WHAT TO WORK ON
Output only the lines below from the one containing "#[derive(Clone)]" to the one containing "[None] when the", exactly as written, both ends kept.
PROVIDED INFORMATION START
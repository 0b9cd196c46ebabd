use std::sync::Arc;

use common::error::{HsError, HsResult};
use percent_encoding::percent_decode_str;
use reqwest::{
    cookie::{CookieStore, Jar},
    header::{HeaderName, HeaderValue, ACCEPT, CONTENT_TYPE, ORIGIN, REFERER},
    Client, Method, RequestBuilder,
};
use serde::de::DeserializeOwned;
use serde_json::Value;
use url::Url;

use crate::config::ClientSettings;

/// Successful (2xx) response from the backend, fully buffered
#[derive(Debug, Clone, Default)]
pub struct ApiResponse {
    pub status: u16,
    pub content_type: Option<String>,
    pub body: Vec<u8>,
}

impl ApiResponse {
    pub fn json<T: DeserializeOwned>(&self) -> HsResult<T> {
        Ok(serde_json::from_slice(&self.body)?)
    }

    /// Decode the body as an optional `T`. An empty body or a JSON `null` yields [None].
    /// # Errors
    /// This function will return an error if the body is not empty and not valid JSON for `T`
    pub fn json_opt<T: DeserializeOwned>(&self) -> HsResult<Option<T>> {
        if self.body.iter().all(u8::is_ascii_whitespace) {
            return Ok(None);
        }
        Ok(serde_json::from_slice::<Option<T>>(&self.body)?)
    }
}

/// Transport used by every store to reach the backend. Paths are relative to the backend origin.
/// Non-2xx answers are returned as [HsError::Response].
#[cfg_attr(test, mockall::automock)]
#[async_trait::async_trait]
pub trait ApiTransport: Send + Sync {
    async fn get(&self, path: &str) -> HsResult<ApiResponse>;
    async fn post(&self, path: &str, body: Option<Value>) -> HsResult<ApiResponse>;
}

/// Shared HTTP client bound to the backend origin. Cookies set by the backend are kept in a jar
/// and sent back on every request, and the CSRF cookie is echoed as a header.
#[derive(Clone)]
pub struct ApiClient {
    client: Client,
    jar: Arc<Jar>,
    base_url: Url,
    csrf_cookie: String,
    csrf_header: HeaderName,
    origin: HeaderValue,
}

impl ApiClient {
    /// Build the client from `settings`
    /// # Errors
    /// This function will return an error if the CSRF header name or frontend origin are not
    /// valid header values, or the underlying [Client] cannot be created
    pub fn new(settings: &ClientSettings) -> HsResult<Self> {
        let jar = Arc::new(Jar::default());
        let client = Client::builder().cookie_provider(jar.clone()).build()?;
        let csrf_header = HeaderName::from_bytes(settings.csrf_header.as_bytes())
            .map_err(|error| format!("Invalid CSRF header name. {error}"))?;
        let origin = HeaderValue::from_str(&settings.frontend_origin)
            .map_err(|error| format!("Invalid frontend origin. {error}"))?;
        Ok(Self {
            client,
            jar,
            base_url: settings.api_url.clone(),
            csrf_cookie: settings.csrf_cookie.clone(),
            csrf_header,
            origin,
        })
    }

    pub const fn base_url(&self) -> &Url {
        &self.base_url
    }

    /// Current value of the CSRF cookie for the backend origin, percent decoded. [None] when the
    /// backend has not set the cookie yet.
    pub fn csrf_token(&self) -> Option<String> {
        let header = self.jar.cookies(&self.base_url)?;
        let cookies = header.to_str().ok()?;
        cookies
            .split(';')
            .filter_map(|pair| pair.trim().split_once('='))
            .find(|(name, _)| *name == self.csrf_cookie)
            .map(|(_, raw)| percent_decode_str(raw).decode_utf8_lossy().into_owned())
            .filter(|token| !token.is_empty())
    }

    fn request(&self, method: Method, path: &str) -> HsResult<RequestBuilder> {
        let url = self.base_url.join(path)?;
        let mut builder = self
            .client
            .request(method, url)
            .header(ACCEPT, "application/json")
            .header("X-Requested-With", "XMLHttpRequest")
            .header(ORIGIN, self.origin.clone())
            .header(REFERER, self.origin.clone());
        match self.csrf_token() {
            Some(token) => builder = builder.header(self.csrf_header.clone(), token),
            None => log::trace!("No {} cookie present for {path}", self.csrf_cookie),
        }
        Ok(builder)
    }

    async fn send(builder: RequestBuilder) -> HsResult<ApiResponse> {
        let response = builder.send().await?;
        let status = response.status();
        let content_type = response
            .headers()
            .get(CONTENT_TYPE)
            .and_then(|value| value.to_str().ok())
            .map(str::to_owned);
        let body = response.bytes().await?.to_vec();
        if !status.is_success() {
            log::debug!("Backend answered {status}");
            return Err(HsError::Response {
                status: status.as_u16(),
                content_type,
                body,
            });
        }
        Ok(ApiResponse {
            status: status.as_u16(),
            content_type,
            body,
        })
    }
}

#[async_trait::async_trait]
impl ApiTransport for ApiClient {
    async fn get(&self, path: &str) -> HsResult<ApiResponse> {
        Self::send(self.request(Method::GET, path)?).await
    }

    async fn post(&self, path: &str, body: Option<Value>) -> HsResult<ApiResponse> {
        let mut builder = self.request(Method::POST, path)?;
        if let Some(body) = body {
            builder = builder.json(&body);
        }
        Self::send(builder).await
    }
}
PROVIDED INFORMATION END
ANSWER SPACE
#[derive(Clone)]
pub struct ApiClient {
    client: Client,
    jar: Arc<Jar>,
    base_url: Url,
    csrf_cookie: String,
    csrf_header: HeaderName,
    origin: HeaderValue,
}

impl ApiClient {
    /// Build the client from `settings`
    /// # Errors
    /// This function will return an error if the CSRF header name or frontend origin are not
    /// valid header values, or the underlying [Client] cannot be created
    pub fn new(settings: &ClientSettings) -> HsResult<Self> {
        let jar = Arc::new(Jar::default());
        let client = Client::builder().cookie_provider(jar.clone()).build()?;
        let csrf_header = HeaderName::from_bytes(settings.csrf_header.as_bytes())
            .map_err(|error| format!("Invalid CSRF header name. {error}"))?;
        let origin = HeaderValue::from_str(&settings.frontend_origin)
            .map_err(|error| format!("Invalid frontend origin. {error}"))?;
        Ok(Self {
            client,
            jar,
            base_url: settings.api_url.clone(),
            csrf_cookie: settings.csrf_cookie.clone(),
            csrf_header,
            origin,
        })
    }

    pub const fn base_url(&self) -> &Url {
        &self.base_url
    }

    /// Current value of the CSRF cookie for the backend origin, percent decoded. [None] when the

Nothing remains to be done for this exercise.